Consensus is that the US economy will achieve a soft landing despite July to September producing the...
Consensus is that the US economy will achieve a soft landing despite July to September producing the slowest quarter of growth in four years. In November the US Commerce Department cut its estimate of third-quarter growth from 2.7% to 2.4%.
According to Terry Ewing, head of US equities at Britannic Asset Management, the reduction in GDP growth in the third quarter was partly due to inventory de-stocking and the slower pace of government spending.
Grant Wilson, North America fund manager at Martin Currie, says the key figure for the US economy is consumer expenditure which accounts for two-thirds of what happens to the US economy.
"We are still in the soft landing camp," he says. "Achieving a negative figure is hard unless consumers are spending in a really sluggish fashion."
He points out there are two main ways to negatively impact consumption. The government can use fiscal policy by raising taxes so that consumers would have to forego spending, or the second option is the application of a monetary shock, where interest rates would go up.
Wilson says: "Despite the fiasco of the election, we do know that both candidates ran on a platform of lower taxes. In addition the US has a fiscal surplus with the economy having grown for so long, so fiscal activity is unlikely to cause a reduction in consumption.
"In terms of a monetary shock, the chances are with the economy weakening, the monetary authorities are likely to reduce interest rates."
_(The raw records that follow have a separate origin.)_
use crate::core::{
    DataType, DeviceCatalog, DeviceProperty, EntityFilter, EntityRecord, PnpEntity,
    PropertySource, PropertyValue,
};
use crate::error::{PnpError, Result};
use serde::{Deserialize, Serialize};
use std::rc::Rc;
use wmi::{Variant, WMIConnection};

const GET_DEVICE_PROPERTIES_METHOD: &str = "GetDeviceProperties";

#[derive(Deserialize, Debug)]
#[serde(rename = "Win32_PnPEntity")]
#[serde(rename_all = "PascalCase")]
struct Win32PnPEntity {
    name: Option<String>,
    description: Option<String>,
    class_guid: Option<String>,
    #[serde(rename = "DeviceID")]
    device_id: Option<String>,
    #[serde(rename = "PNPDeviceID")]
    pnp_device_id: Option<String>,
}

#[derive(Serialize, Debug)]
#[serde(rename_all = "camelCase")]
struct GetDevicePropertiesInput {
    device_property_keys: Vec<String>,
}

#[derive(Deserialize, Debug)]
#[serde(rename_all = "camelCase")]
struct GetDevicePropertiesOutput {
    #[serde(default)]
    device_properties: Option<Vec<Win32PnPDeviceProperty>>,
}

#[derive(Deserialize, Debug)]
#[serde(rename = "Win32_PnPDeviceProperty")]
struct Win32PnPDeviceProperty {
    #[serde(rename = "DeviceID")]
    device_id: Option<String>,
    key: Option<String>,
    #[serde(rename = "KeyName")]
    key_name: Option<String>,
    #[serde(rename = "Type")]
    type_code: Option<u32>,
    #[serde(rename = "Data")]
    data: Option<Variant>,
}

/// `Win32_PnPEntity` catalog over a WMI connection to `root\cimv2`
pub struct WmiCatalog {
    connection: Rc<WMIConnection>,
}

impl WmiCatalog {
    pub fn new() -> Result<Self> {
        let connection = WMIConnection::new()
            .map_err(|e| PnpError::wmi(format!("Failed to connect to WMI: {}", e)))?;

        Ok(Self {
            connection: Rc::new(connection),
        })
    }
}

impl DeviceCatalog for WmiCatalog {
    fn query(&self, filter: &EntityFilter) -> Result<Vec<PnpEntity>> {
        let entities: Vec<Win32PnPEntity> = self
            .connection
            .raw_query(filter.to_wql())
            .map_err(|e| PnpError::wmi(format!("WMI query failed: {}", e)))?;

        let mut found = Vec::with_capacity(entities.len());
        for entity in entities {
            // Methods are invoked through the object path, keyed by DeviceID
            let Some(device_id) = entity.device_id.as_deref() else {
                log::debug!("Skipping PnP entity without DeviceID: {:?}", entity.name);
                continue;
            };

            let handle = WmiObjectHandle {
                connection: Rc::clone(&self.connection),
                object_path: object_path(device_id),
            };
            let record = EntityRecord {
                name: entity.name,
                description: entity.description,
                class_guid: entity.class_guid,
                device_id: entity.device_id,
                pnp_device_id: entity.pnp_device_id,
            };
            found.push(PnpEntity::new(record, Box::new(handle)));
        }

        Ok(found)
    }
}

struct WmiObjectHandle {
    connection: Rc<WMIConnection>,
    object_path: String,
}

impl PropertySource for WmiObjectHandle {
    fn fetch_property(&self, key: &str) -> Result<Option<DeviceProperty>> {
        let input = GetDevicePropertiesInput {
            device_property_keys: vec![key.to_string()],
        };

        let output: GetDevicePropertiesOutput = match self
            .connection
            .exec_instance_method::<Win32PnPEntity, _>(
                &self.object_path,
                GET_DEVICE_PROPERTIES_METHOD,
                input,
            ) {
            Ok(output) => output,
            Err(e) => {
                // WMI reports unknown or malformed keys as a method failure
                log::debug!("{} failed for {}: {}", GET_DEVICE_PROPERTIES_METHOD, key, e);
                return Ok(None);
            }
        };

        let Some(raw) = output.device_properties.and_then(|p| p.into_iter().next()) else {
            return Ok(None);
        };

        let data_type = DataType::from_code(raw.type_code.unwrap_or(0));
        let data = raw.data.and_then(to_property_value);

        Ok(Some(DeviceProperty::new(
            raw.device_id.unwrap_or_default(),
            raw.key.unwrap_or_else(|| key.to_string()),
            data_type,
            data,
            raw.key_name,
        )))
    }
}

/// `Win32_PnPEntity.DeviceID="..."` with `\` and `"` escaped
fn object_path(device_id: &str) -> String {
    let escaped = device_id.replace('\\', "\\\\").replace('"', "\\\"");
    format!("Win32_PnPEntity.DeviceID=\"{}\"", escaped)
}

fn to_property_value(variant: Variant) -> Option<PropertyValue> {
    match variant {
        Variant::Empty | Variant::Null => None,
        Variant::String(s) => Some(PropertyValue::String(s)),
        Variant::Bool(b) => Some(PropertyValue::Bool(b)),
        Variant::I1(v) => Some(PropertyValue::SByte(v)),
        Variant::UI1(v) => Some(PropertyValue::Byte(v)),
        Variant::I2(v) => Some(PropertyValue::Int16(v)),
        Variant::UI2(v) => Some(PropertyValue::UInt16(v)),
        Variant::I4(v) => Some(PropertyValue::Int32(v)),
        Variant::UI4(v) => Some(PropertyValue::UInt32(v)),
        Variant::I8(v) => Some(PropertyValue::Int64(v)),
        Variant::UI8(v) => Some(PropertyValue::UInt64(v)),
        Variant::R4(v) => Some(PropertyValue::Float(v)),
        Variant::R8(v) => Some(PropertyValue::Double(v)),
        Variant::Array(items) => array_value(items),
        other => {
            log::debug!("Unsupported property variant: {:?}", other);
            None
        }
    }
}

fn array_value(items: Vec<Variant>) -> Option<PropertyValue> {
    let bytes: Option<Vec<u8>> = items
        .iter()
        .map(|v| match v {
            Variant::UI1(b) => Some(*b),
            _ => None,
        })
        .collect();
    if let Some(bytes) = bytes {
        return Some(PropertyValue::Binary(bytes));
    }

    let strings: Option<Vec<String>> = items
        .into_iter()
        .map(|v| match v {
            Variant::String(s) => Some(s),
            _ => None,
        })
        .collect();
    strings.map(PropertyValue::StringList)
}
Ewing says that although the risks of a hard landing have increased over the past six weeks, the US is still heading for a soft landing. "There are some strains in the economy, especially in technology-land, with a question mark over the ability of companies with poor credit ratings to get financing," he says. "There has been a deterioration in credit quality in the banking sector and some people are suggesting we are heading for a credit crunch."
Ewing believes the risk of a credit crunch has grown over the past few months but is still not a certainty.
He says: "We would need more evidence of financial distress in the system than there currently is before we could say there will be a credit crunch. There are fears such a situation could cause investors to move to better credit rated companies and companies that have growth at a reasonable price, ones which have multiples of eight to 10 to 20 times earnings."
Ewing sees evidence of distress in the technology arena, especially in the business to consumer sub sector where many companies that floated on the stock market had questionable business models or have foundered through lack of cash flow.
"This has intensified over the last few months," he says. "The main sources of funding for these companies were venture capital groups and the debt markets.
The high-yield debt market is now unwilling to lend to companies with poor credit quality and the equity market has shut up shop.
Companies are no longer able to gain financing through issuing more shares. At the moment buyers are not interested, they want cash, bonds or blue chip investments."